©nizmo
 
 
 
 
 
 

 

"Deviam de estar em amores, quadra em que as

penas se apuram e imaculam; e, às quantas, se

avisavam disso, meiga meiamente, com o tão

feio gazear".  Guimarães Rosa, in "As Garças".

 

 

Conheci Anantha na Bahia.

Dias bons aqueles, na fazenda. Os passeios. A cachoeira. As conversas amenas. As canções de Bob Marley, Gil, Caetano, Mônica Salmaso. As serenatas. A ida ao rio Morto.

E o sorriso dela, carregado de enigmas, a envolver-me, a embaralhar-me as emoções e os sentidos. Investigava o pôr-do-sol, e Anantha eu via; apreciava flores, e eis ela; volvia as íris para as nuvens, cravava-as aqui e acolá, nada, nada, além dela, sublime, travessa, na calidez dos cabelos loiros.

Tinha luz própria. Explorava sozinha a calmaria e a zoada alheias. Em meus sonhos, estávamos no Cine Academia, em Brasília, inebriados de Kurosawa e Kiarostami, ou no Jardim Botânico, explorando pétalas exóticas. Que alegria ver os joões-de-barro serelepes, após a chuva nova. Eita! cheirinho bom de chuva, e tome sorriso e dentes alvos de Anantha, e o perfume de sua pele, e o olhar penetrante, meigo, forte, perigoso!

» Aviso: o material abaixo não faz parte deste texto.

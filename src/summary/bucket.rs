use chrono::NaiveDate;

use crate::date_util::Granularity;
use crate::summary::Observation;

/// A contiguous time span awaiting reduction. `end` is inclusive.
#[derive(Debug, Clone)]
pub struct Bucket {
    pub start: NaiveDate,
    pub end: NaiveDate,
    /// ISO date of `start`; internal join key, not the display label.
    pub key: String,
    pub values: Vec<f64>,
}

impl Bucket {
    fn new(start: NaiveDate, end: NaiveDate) -> Self {
        Self {
            start,
            end,
            key: start.format("%Y-%m-%d").to_string(),
            values: Vec::new(),
        }
    }

    /// Inclusive containment check used by assignment.
    pub fn contains(&self, date: NaiveDate) -> bool {
        date >= self.start && date <= self.end
    }

    /// Inclusive count of calendar days this bucket covers.
    pub fn day_span(&self) -> i64 {
        (self.end - self.start).num_days() + 1
    }

    /// Human-readable label: `"Jun 18, 2025"` for day buckets,
    /// `"Jun 15 – Jun 21, 2025"` for week/month buckets.
    pub fn label(&self, granularity: Granularity) -> String {
        match granularity {
            Granularity::Day => self.start.format("%b %-d, %Y").to_string(),
            Granularity::Week | Granularity::Month => format!(
                "{} – {}",
                self.start.format("%b %-d"),
                self.end.format("%b %-d, %Y")
            ),
        }
    }
}

/// Walk from `aligned_start` through `now` emitting one bucket per
/// granularity unit. Buckets are contiguous and non-overlapping; the
/// first bucket's start may precede `aligned_start` (it is snapped to
/// the unit boundary) and the last bucket's end may exceed `now`.
/// Emits at least one bucket whenever `aligned_start <= now`.
pub fn generate_buckets(
    aligned_start: NaiveDate,
    granularity: Granularity,
    now: NaiveDate,
) -> Vec<Bucket> {
    let mut buckets = Vec::new();
    let mut cursor = aligned_start;
    while cursor <= now {
        buckets.push(Bucket::new(
            granularity.start_of(cursor),
            granularity.end_of(cursor),
        ));
        cursor = granularity.advance(cursor);
    }
    buckets
}

/// Place each observation into the first bucket that contains its date.
/// Observations outside every bucket are dropped; the fetch window and
/// bucket spans only disagree at the edges, so this is expected.
pub fn assign_observations(buckets: &mut [Bucket], observations: &[Observation]) {
    for obs in observations {
        match buckets.iter_mut().find(|b| b.contains(obs.date)) {
            Some(bucket) => bucket.values.push(obs.value),
            None => {
                log::debug!("dropping out-of-window observation on {}", obs.date);
            }
        }
    }
}

#[cfg(test)]
mod tests {
    use super::*;
    use chrono::Duration;

    fn d(y: i32, m: u32, day: u32) -> NaiveDate {
        NaiveDate::from_ymd_opt(y, m, day).unwrap()
    }

    fn obs(date: NaiveDate, value: f64) -> Observation {
        Observation { date, value }
    }

    #[test]
    fn test_day_buckets_cover_window() {
        let buckets = generate_buckets(d(2025, 6, 11), Granularity::Day, d(2025, 6, 18));
        assert_eq!(buckets.len(), 8);
        assert_eq!(buckets[0].start, d(2025, 6, 11));
        assert_eq!(buckets[7].start, d(2025, 6, 18));
        for b in &buckets {
            assert_eq!(b.start, b.end);
            assert_eq!(b.day_span(), 1);
        }
    }

    #[test]
    fn test_buckets_contiguous_non_overlapping() {
        for granularity in [Granularity::Day, Granularity::Week, Granularity::Month] {
            let buckets = generate_buckets(d(2025, 1, 5), granularity, d(2025, 6, 18));
            assert!(!buckets.is_empty());
            for pair in buckets.windows(2) {
                assert_eq!(
                    pair[1].start,
                    pair[0].end + Duration::days(1),
                    "gap or overlap at {granularity:?}"
                );
            }
        }
    }

    #[test]
    fn test_single_bucket_when_start_is_now() {
        let buckets = generate_buckets(d(2025, 6, 18), Granularity::Month, d(2025, 6, 18));
        assert_eq!(buckets.len(), 1);
        assert_eq!(buckets[0].start, d(2025, 6, 1));
        assert_eq!(buckets[0].end, d(2025, 6, 30));
    }

    #[test]
    fn test_week_buckets_snap_to_sunday() {
        // Aligned start is a Monday (post-nudge); buckets still span Sun–Sat
        let buckets = generate_buckets(d(2025, 6, 16), Granularity::Week, d(2025, 6, 30));
        assert_eq!(buckets[0].start, d(2025, 6, 15));
        assert_eq!(buckets[0].end, d(2025, 6, 21));
        assert_eq!(buckets[0].day_span(), 7);
    }

    #[test]
    fn test_assignment_places_each_in_exactly_one() {
        let mut buckets = generate_buckets(d(2025, 6, 1), Granularity::Week, d(2025, 6, 28));
        let observations = vec![
            obs(d(2025, 6, 2), 1.0),
            obs(d(2025, 6, 9), 2.0),
            obs(d(2025, 6, 10), 3.0),
            obs(d(2025, 6, 28), 4.0),
        ];
        assign_observations(&mut buckets, &observations);
        let total: usize = buckets.iter().map(|b| b.values.len()).sum();
        assert_eq!(total, observations.len());
        // 6/9 and 6/10 fall in the same Sun-start week (Jun 8–14)
        let week = buckets.iter().find(|b| b.start == d(2025, 6, 8)).unwrap();
        assert_eq!(week.values, vec![2.0, 3.0]);
    }

    #[test]
    fn test_out_of_range_observation_dropped() {
        let mut buckets = generate_buckets(d(2025, 6, 11), Granularity::Day, d(2025, 6, 18));
        assign_observations(
            &mut buckets,
            &[obs(d(2025, 6, 1), 1.0), obs(d(2025, 6, 12), 2.0)],
        );
        let total: usize = buckets.iter().map(|b| b.values.len()).sum();
        assert_eq!(total, 1);
    }

    #[test]
    fn test_labels() {
        let day = Bucket::new(d(2025, 6, 8), d(2025, 6, 8));
        assert_eq!(day.label(Granularity::Day), "Jun 8, 2025");

        let week = Bucket::new(d(2025, 6, 8), d(2025, 6, 14));
        assert_eq!(week.label(Granularity::Week), "Jun 8 – Jun 14, 2025");

        let month = Bucket::new(d(2025, 2, 1), d(2025, 2, 28));
        assert_eq!(month.label(Granularity::Month), "Feb 1 – Feb 28, 2025");
    }

    #[test]
    fn test_key_is_iso_start() {
        let b = Bucket::new(d(2025, 6, 8), d(2025, 6, 14));
        assert_eq!(b.key, "2025-06-08");
    }
}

Jamais compreendi como Machado pôde criar para Bentinho uma Capitu tão dissimulada, a ponto de os cabelos dela, ele de costas, o apunhalarem, ela querendo tocar-lhe as mãos, mas Machado não nos diz da vontade dela, e Bentinho pouco depois ganha o beijo tão esperado por nós, que, ávidos, avançávamos cada linha, cada parágrafo, cada folha, ansiosos pelo encontro de Bentinho com Capitu. Isso Anantha disse-me ter pressentido: a mágica do ósculo, a poesia do doce encontro diante do velho espelho que tudo testemunhou. Fellini, infelizmente, não gravou o episódio; poderia exibir a película em bibliotecas imaginárias, nos séculos vindouros, ocasião em que Borges criaria tigres e descreveria vôos de borboletas latinas, após exaustivos colóquios com o Bruxo do Cosme Velho - decerto dúvidas acerca da construção das Memórias Póstumas seriam incansavelmente sanadas.

A fúria da natureza. A exuberância de cores e sons de pássaros afugentavam qualquer eventual inquietação. Mas permanecia estranha alegria: a felicidade de estar com Anantha era maculada por conseguinte desolação. Seria a idade obstáculo instransponível? Ela na encantação dos dezenove anos, enquanto eu era duas décadas e meia mais velho.

 

*

 

Veio a partida, triste. O cerrado, rios, árvores, paisagens e entradas de parques, reservas e áreas de proteção ambiental. As miríades de formas vivas. As montanhas. As canções poéticas de Paulo Gabiru e Clerbet Luiz ecoando pelos vales, enquanto os veículos rumavam para a capital.

 

*

 

Agora estávamos ali, ao longo da orla, mirando a baía e navios ancorados. Os barcos e saveiros voltavam para casa trazendo homens rudes que jamais leriam o Jorge, mas sussurrariam poemas sem-fim para as amadas, assim despontasse a lua cheia.

Em meia hora, chegamos. O mar morno e esverdeado. Os arrecifes formando piscinas naturais. Na parte velha da praia, o sorriso da Sereia de Itapuã.

Ela quis caminhar um pouco pelo calçadão. O sol: pedaços de beiços de fogo. Além, no rumo d'África, Sírius principiava a lumiar os céus. Caminhávamos devagar, e dos pormenores me lembraria por muito tempo. Eu carregava numa mão a mochila de Anantha e, na outra, segurava com preocupação majestosa a máquina fotográfica - haveria de eternizá-la em mais de setenta e duas poses, rindo, rindo e rindo, como riem as gueixas, como riem as meninas que cantam nos trios elétricos, no Carnaval, na praça Castro Alves, como ri Ivete, como ri Luana Piovani, como ri Fernanda Torres, como ri Marguerite Duras, n'O Amante. Oh os olhos verdes dela, e os lábios, carnosos, bonitos! Gestos fádicos, cabelos em baile inefável, voz doce - a leveza de Anantha, enfim, animava-me, enquanto andávamos e ela falava do projeto Tamar.

Os gringos e italianos circulavam em busca de sexo. Esguias universitárias. Raros berimbaus. Bolinho de fradinho com vatapá e batida de pitanga. Os carros voavam, com luzes verdes, entre bicicletas e pessoas que voltavam ainda do trabalho. Percebendo a noite, Anantha consultou o relógio e sugeriu um bar, perto dali. Naquele instante, ainda retalhos do sol encandeavam.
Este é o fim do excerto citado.